A contribution to the elucidation of the reduction mechanism of thioisonicotinamide on mercury electrodes

Abstract

The electroreduction of thioisonicotinamide has been studied in aqueous media in the pH range 4 to 12 by d.c. and DP polarography and linear-sweep cyclic voltammetry. Tafel slopes and reaction orders were obtained from I-A curves traced at potentials corresponding to the foot of the polarographic wave. The protonation o K of the pyridinic nitrogen was obtained from spectroscopic (UV) measurements, having a value of 3.67. In the pH range 4 to 8, the reduction pathways correspond to an ECE process.
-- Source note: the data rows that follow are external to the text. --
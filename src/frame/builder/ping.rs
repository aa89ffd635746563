use super::{BuildContext, BuilderCore, FrameBuilder};
use crate::frame::error::FrameError;
use crate::frame::types::{FrameType, PingFrame};

/// Builder for PING frames. The opaque data defaults to zero.
#[derive(Debug)]
pub struct PingBuilder {
    core: BuilderCore,
    opaque_data: u64,
}

impl PingBuilder {
    pub fn new(ctx: BuildContext) -> Self {
        Self {
            core: BuilderCore::new(FrameType::Ping, ctx),
            opaque_data: 0,
        }
    }

    pub fn set_opaque_data(&mut self, data: u64) -> Result<&mut Self, FrameError> {
        self.opaque_data = data;
        Ok(self)
    }
}

impl FrameBuilder for PingBuilder {
    type Frame = PingFrame;

    fn core(&mut self) -> &mut BuilderCore {
        &mut self.core
    }

    fn build(self) -> Result<PingFrame, FrameError> {
        let header = self.core.finish(8)?;
        Ok(PingFrame {
            header,
            opaque_data: self.opaque_data,
        })
    }
}
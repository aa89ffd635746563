#![no_main]

use bytes::BytesMut;
use h2codec::{Frame, FrameDecoder, FrameEncoder, Role};
use libfuzzer_sys::fuzz_target;

fuzz_target!(|data: &[u8]| {
    // The first byte picks the local role and whether to validate
    let Some((&mode, data)) = data.split_first() else {
        return;
    };
    let local = if mode & 1 == 0 { Role::Client } else { Role::Server };
    let decoder = FrameDecoder::for_role(local, mode & 2 == 0);
    let mut buf = BytesMut::from(data);

    // Decode frames until we run out of data or hit an error
    while let Ok(Some(frame)) = decoder.decode(&mut buf) {
        assert!(frame.payload_size() <= decoder.max_frame_size());

        match &frame {
            Frame::Headers(f) => {
                let _ = f.priority();
                let _ = f.fragment();
            }
            Frame::Settings(f) => {
                for setting in f.settings().iter() {
                    let _ = setting.id;
                    let _ = setting.value;
                }
            }
            Frame::GoAway(f) => {
                let _ = f.error_code();
                let _ = f.debug_data();
            }
            _ => {}
        }

        // A decoded frame encodes to bytes that decode to the same frame
        let mut encoded = BytesMut::new();
        FrameEncoder::new().encode(&frame, &mut encoded);
        assert_eq!(encoded.len(), frame.encoded_len());
        let reparsed = decoder
            .decode(&mut encoded)
            .expect("re-decoding an encoded frame failed");
        assert_eq!(reparsed, Some(frame), "frame roundtrip mismatch");
    }
});
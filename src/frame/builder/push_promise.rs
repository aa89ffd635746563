use bytes::Bytes;

use super::{BuildContext, BuilderCore, FrameBuilder, Role, check_pad_length, check_width};
use crate::frame::error::FrameError;
use crate::frame::types::{FrameType, Parity, PushPromiseFrame, StreamId};

/// Builder for PUSH_PROMISE frames.
///
/// Only a server sends PUSH_PROMISE. It is carried on a client-initiated
/// (odd) stream and reserves a server-initiated (even) stream.
#[derive(Debug)]
pub struct PushPromiseBuilder {
    core: BuilderCore,
    pad_length: Option<u8>,
    promised_stream_id: Option<u32>,
    fragment: Bytes,
}

impl PushPromiseBuilder {
    pub fn new(ctx: BuildContext) -> Self {
        Self {
            core: BuilderCore::new(FrameType::PushPromise, ctx)
                .with_stream_parity(Some(Parity::Odd)),
            pad_length: None,
            promised_stream_id: None,
            fragment: Bytes::new(),
        }
    }

    pub fn set_pad_length(&mut self, pad_length: u8) -> Result<&mut Self, FrameError> {
        check_pad_length(self.core.validate(), pad_length)?;
        self.pad_length = Some(pad_length);
        Ok(self)
    }

    pub fn set_promised_stream_id(&mut self, stream_id: u32) -> Result<&mut Self, FrameError> {
        if self.core.validate() {
            check_width("promised stream ID", stream_id as u64, 31)?;
            if stream_id == 0 || !Parity::Even.matches(stream_id) {
                return Err(FrameError::StreamParity {
                    field: "promised stream ID",
                    id: stream_id,
                    expected: Parity::Even,
                });
            }
        }
        self.promised_stream_id = Some(stream_id);
        Ok(self)
    }

    pub fn set_fragment(&mut self, fragment: impl Into<Bytes>) -> Result<&mut Self, FrameError> {
        self.fragment = fragment.into();
        Ok(self)
    }
}

impl FrameBuilder for PushPromiseBuilder {
    type Frame = PushPromiseFrame;

    fn core(&mut self) -> &mut BuilderCore {
        &mut self.core
    }

    fn build(self) -> Result<PushPromiseFrame, FrameError> {
        let validate = self.core.validate();
        if validate && self.core.ctx().role == Role::Client {
            return Err(FrameError::PushFromClient);
        }

        let promised_stream_id = match self.promised_stream_id {
            Some(id) => id,
            None if validate => return Err(self.core.missing("promised stream ID")),
            None => 0,
        };

        let pad_length = self.core.padding(self.pad_length)?;
        let computed = pad_length.map_or(0, |pad| 1 + pad as u64) + 4 + self.fragment.len() as u64;
        let header = self.core.finish(computed)?;

        Ok(PushPromiseFrame {
            header,
            pad_length,
            promised_stream_id: StreamId::new(promised_stream_id),
            fragment: self.fragment,
        })
    }
}
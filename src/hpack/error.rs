//! HPACK errors.

use thiserror::Error;

use super::huffman::HuffmanError;
use crate::frame::ErrorCode;

/// HPACK encoding or decoding error.
///
/// Any decoding error leaves the dynamic table out of step with the peer's
/// encoder, so the connection layer treats it as a connection error of type
/// [`ErrorCode::CompressionError`].
#[derive(Debug, Clone, PartialEq, Eq, Error)]
pub enum HpackError {
    /// Not enough data to decode.
    #[error("incomplete HPACK data")]
    Incomplete,

    /// Invalid integer encoding.
    #[error("invalid HPACK integer encoding")]
    InvalidInteger,

    /// Invalid string encoding.
    #[error("invalid HPACK string encoding")]
    InvalidString,

    /// Invalid Huffman encoding.
    #[error("invalid Huffman encoding: {0}")]
    InvalidHuffman(#[from] HuffmanError),

    /// Invalid table index.
    #[error("invalid table index: {0}")]
    InvalidIndex(usize),

    /// Table size update above the negotiated limit.
    #[error("invalid table size update: {size} exceeds {max}")]
    InvalidTableSize { size: usize, max: usize },

    /// Table size update after the first header field of a block.
    #[error("table size update after a header field")]
    SizeUpdateNotAtStart,

    /// Decoded header list exceeds SETTINGS_MAX_HEADER_LIST_SIZE.
    #[error("header list size {size} exceeds limit {max}")]
    HeaderListTooLarge { size: usize, max: usize },

    /// Header name is not a valid token.
    #[error("invalid header name: {0:?}")]
    InvalidHeaderName(String),
}

impl HpackError {
    /// HTTP/2 error code a connection should report for this error.
    pub fn error_code(&self) -> ErrorCode {
        match self {
            // Only the offending stream is refused; the table stays in sync.
            HpackError::HeaderListTooLarge { .. } => ErrorCode::RefusedStream,
            HpackError::InvalidHeaderName(_) => ErrorCode::ProtocolError,
            _ => ErrorCode::CompressionError,
        }
    }
}
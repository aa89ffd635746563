use bytes::Bytes;

use super::{BuildContext, BuilderCore, FrameBuilder};
use crate::frame::error::FrameError;
use crate::frame::types::{ContinuationFrame, FrameType};

/// Builder for CONTINUATION frames.
#[derive(Debug)]
pub struct ContinuationBuilder {
    core: BuilderCore,
    fragment: Bytes,
}

impl ContinuationBuilder {
    pub fn new(ctx: BuildContext) -> Self {
        Self {
            core: BuilderCore::new(FrameType::Continuation, ctx)
                .with_stream_parity(ctx.stream_parity()),
            fragment: Bytes::new(),
        }
    }

    pub fn set_fragment(&mut self, fragment: impl Into<Bytes>) -> Result<&mut Self, FrameError> {
        self.fragment = fragment.into();
        Ok(self)
    }
}

impl FrameBuilder for ContinuationBuilder {
    type Frame = ContinuationFrame;

    fn core(&mut self) -> &mut BuilderCore {
        &mut self.core
    }

    fn build(self) -> Result<ContinuationFrame, FrameError> {
        let header = self.core.finish(self.fragment.len() as u64)?;
        Ok(ContinuationFrame {
            header,
            fragment: self.fragment,
        })
    }
}
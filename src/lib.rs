//! h2codec - HTTP/2 frame codec and HPACK header compression.
//!
//! This crate covers the wire level of HTTP/2 and nothing above it: it
//! turns frames into bytes and bytes into frames, and compresses header
//! lists. Connection state, flow control and stream multiplexing belong to
//! the layer built on top of it.
//!
//! # Features
//!
//! - Validating builders for all ten HTTP/2 frame types
//! - Frame encoding and decoding, with decoded fields re-validated by the
//!   same builders
//! - HPACK static and dynamic tables, Huffman coding, and a lazy decoder
//! - TOML configuration of the codecs for one endpoint
//!
//! # Architecture
//!
//! - `frame`: HTTP/2 frame types, builders, encoding, and decoding
//! - `hpack`: HPACK header compression
//! - `config`: codec configuration
//!
//! ```
//! use bytes::BytesMut;
//! use h2codec::frame::builder::PingBuilder;
//! use h2codec::{BuildContext, Frame, FrameBuilder, FrameDecoder, FrameEncoder, Role};
//!
//! let mut builder = PingBuilder::new(BuildContext::new(Role::Client, false));
//! builder.set_opaque_data(0xFEDC_BA98_7654_3210)?;
//! let ping = Frame::from(builder.build()?);
//!
//! let mut buf = BytesMut::new();
//! FrameEncoder::new().encode(&ping, &mut buf);
//!
//! let decoded = FrameDecoder::for_role(Role::Server, true).decode(&mut buf)?;
//! assert_eq!(decoded, Some(ping));
//! # Ok::<(), h2codec::FrameError>(())
//! ```

pub mod config;
pub mod frame;
pub mod hpack;

// Re-export commonly used types
pub use config::{CodecConfig, ConfigError};

pub use frame::{
    BuildContext, CONNECTION_PREFACE, ContinuationFrame, DEFAULT_HEADER_TABLE_SIZE,
    DEFAULT_INITIAL_WINDOW_SIZE, DEFAULT_MAX_CONCURRENT_STREAMS, DEFAULT_MAX_FRAME_SIZE,
    DataFrame, ErrorCode, ErrorKind, FRAME_HEADER_SIZE, Frame, FrameBuilder, FrameDecoder,
    FrameEncoder, FrameError, FrameHeader, FrameType, GoAwayFrame, HeadersFrame, PingFrame,
    Priority, PriorityFrame, PushPromiseFrame, Role, RstStreamFrame, Setting, SettingId,
    Settings, SettingsFrame, StreamId, WindowUpdateFrame,
};

pub use hpack::{HeaderField, HeaderName, HpackDecoder, HpackEncoder, HpackError};
impl WindowUpdateFrame {
    pub fn window_size_increment(&self) -> u32 {
        self.increment
    }
}

/// CONTINUATION frame (type=0x9).
#[derive(Debug, Clone, PartialEq, Eq)]
pub struct ContinuationFrame {
    pub(crate) header: FrameHeader,
    pub(crate) fragment: Bytes,
}

impl ContinuationFrame {
    pub fn end_headers(&self) -> bool {
        self.header.has_flag(flags::END_HEADERS)
    }

    /// HPACK-encoded header block fragment.
    pub fn fragment(&self) -> &Bytes {
        &self.fragment
    }
}

#[cfg(test)]
mod tests {
    use super::*;

    // FrameType tests

    #[test]
    fn test_frame_type_codes() {
        for code in 0u8..=9 {
            assert_eq!(FrameType::from_u8(code).unwrap().code(), code);
        }
        assert_eq!(FrameType::from_u8(0x4), Some(FrameType::Settings));
        assert_eq!(FrameType::from_u8(0x9), Some(FrameType::Continuation));
        // 0xa (ALTSVC) and up are extensions this codec skips.
        assert_eq!(FrameType::from_u8(0xa), None);
        assert_eq!(FrameType::from_u8(0xff), None);
    }

    #[test]
    fn test_frame_type_display() {
        assert_eq!(FrameType::RstStream.to_string(), "RST_STREAM");
        assert_eq!(FrameType::WindowUpdate.to_string(), "WINDOW_UPDATE");
    }

    #[test]
    fn test_legal_flags() {
        assert_eq!(
            FrameType::Data.legal_flags(),
            flags::END_STREAM | flags::PADDED
        );
        assert_eq!(FrameType::Headers.legal_flags(), 0x2d);
        assert_eq!(FrameType::Priority.legal_flags(), 0);
        assert_eq!(FrameType::Ping.legal_flags(), flags::ACK);
        assert_eq!(FrameType::Continuation.legal_flags(), flags::END_HEADERS);
    }

    #[test]
    fn test_fixed_payload_sizes() {
        assert_eq!(FrameType::Ping.fixed_payload_size(), Some(8));
        assert_eq!(FrameType::Priority.fixed_payload_size(), Some(5));
        assert_eq!(FrameType::RstStream.fixed_payload_size(), Some(4));
        assert_eq!(FrameType::WindowUpdate.fixed_payload_size(), Some(4));
        assert_eq!(FrameType::Data.fixed_payload_size(), None);
        assert_eq!(FrameType::Settings.fixed_payload_size(), None);
    }

    #[test]
    fn test_stream_rules() {
        assert_eq!(FrameType::Settings.stream_rule(), StreamRule::Zero);
        assert_eq!(FrameType::GoAway.stream_rule(), StreamRule::Zero);
        assert_eq!(FrameType::Data.stream_rule(), StreamRule::NonZero);
        assert_eq!(FrameType::WindowUpdate.stream_rule(), StreamRule::Any);
    }

    // StreamId tests

    #[test]
    fn test_stream_id_masks_reserved_bit() {
        let id = StreamId::new(0x80000001);
        assert_eq!(id.value(), 1);
    }

    #[test]
    fn test_stream_id_initiator() {
        assert!(StreamId::new(1).is_client_initiated());
        assert!(!StreamId::new(2).is_client_initiated());
        assert!(StreamId::new(2).is_server_initiated());
        assert!(!StreamId::new(0).is_server_initiated());
        assert!(StreamId::CONNECTION.is_connection_level());
    }

    #[test]
    fn test_parity_matches() {
        assert!(Parity::Odd.matches(1));
        assert!(!Parity::Odd.matches(2));
        assert!(Parity::Even.matches(4));
        assert!(!Parity::Even.matches(7));
    }

    // FrameHeader tests

    #[test]
    fn test_frame_header_parse() {
        let header = FrameHeader::parse(&[0x00, 0x01, 0x02, 0x01, 0x25, 0x80, 0x00, 0x00, 0x03]);
        assert_eq!(header.length, 258);
        assert_eq!(header.get_type(), Some(FrameType::Headers));
        assert!(header.has_flag(flags::PRIORITY));
        assert!(header.has_flag(flags::END_HEADERS));
        assert!(!header.has_flag(flags::PADDED));
        // Reserved bit is dropped
        assert_eq!(header.stream_id.value(), 3);
    }

    // Settings tests

    #[test]
    fn test_setting_id_from_u16() {
        assert_eq!(SettingId::from_u16(0x1), Some(SettingId::HeaderTableSize));
        assert_eq!(SettingId::from_u16(0x6), Some(SettingId::MaxHeaderListSize));
        assert_eq!(SettingId::from_u16(0x0), None);
        assert_eq!(SettingId::from_u16(0x99), None);
    }

    #[test]
    fn test_setting_id_accepts() {
        assert!(SettingId::EnablePush.accepts(1));
        assert!(!SettingId::EnablePush.accepts(2));
        assert!(SettingId::InitialWindowSize.accepts(0x7FFF_FFFF));
        assert!(!SettingId::InitialWindowSize.accepts(0x8000_0000));
        assert!(!SettingId::MaxFrameSize.accepts(16_383));
        assert!(SettingId::MaxFrameSize.accepts(16_777_215));
        assert!(!SettingId::MaxFrameSize.accepts(16_777_216));
        assert!(SettingId::HeaderTableSize.accepts(0));
    }

    #[test]
    fn test_settings_defaults() {
        let settings = Settings::defaults();
        assert_eq!(settings.len(), 6);
        assert_eq!(settings.get(SettingId::HeaderTableSize), Some(4096));
        assert_eq!(settings.get(SettingId::EnablePush), Some(1));
        assert_eq!(settings.get(SettingId::MaxConcurrentStreams), Some(100));
        assert_eq!(settings.get(SettingId::InitialWindowSize), Some(65_535));
        assert_eq!(settings.get(SettingId::MaxFrameSize), Some(16_384));
        assert_eq!(settings.get(SettingId::MaxHeaderListSize), Some(u32::MAX));
    }

    #[test]
    fn test_settings_sparse() {
        let mut settings = Settings::new();
        assert!(settings.is_empty());

        settings.set(SettingId::MaxFrameSize, 32_768);
        settings.set(SettingId::HeaderTableSize, 0);
        assert_eq!(settings.len(), 2);

        let ids: Vec<_> = settings.iter().map(|s| s.id).collect();
        assert_eq!(ids, vec![SettingId::HeaderTableSize, SettingId::MaxFrameSize]);

        assert_eq!(settings.value_or_default(SettingId::EnablePush), 1);

        settings.clear(SettingId::HeaderTableSize);
        assert_eq!(settings.get(SettingId::HeaderTableSize), None);
    }

    #[test]
    fn test_settings_merge() {
        let mut local = Settings::defaults();
        let mut update = Settings::new();
        update.set(SettingId::InitialWindowSize, 1_000_000);
        local.merge(&update);
        assert_eq!(local.get(SettingId::InitialWindowSize), Some(1_000_000));
        assert_eq!(local.get(SettingId::MaxFrameSize), Some(16_384));
    }

    #[test]
    fn test_priority_dependency_word() {
        let priority = Priority {
            exclusive: true,
            dependency: StreamId::new(3),
            weight: 0,
        };
        assert_eq!(priority.dependency_word(), 0x8000_0003);
    }
}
The first part of the mechanism consists of a two-electron reduction of the thioisonicotinamide protonated in the heterocyclic nitrogen (which is formed in the electrode from the unprotonated species); the rate-determining step (rds) is an elimination reaction of SH 2 and NH 3 to give a mixture of intermediates which are further reduced through a two-electron process to a mixture of 4-aminopyridine and 4-mercaptopyridine. In basic media (pH > 9) the overall reduction corresponds to a two-electron process. The mechanism consists of a reversible two-electron reduction of the unprotonated reactant and the rds is a protonation reaction taking place in the reaction layer.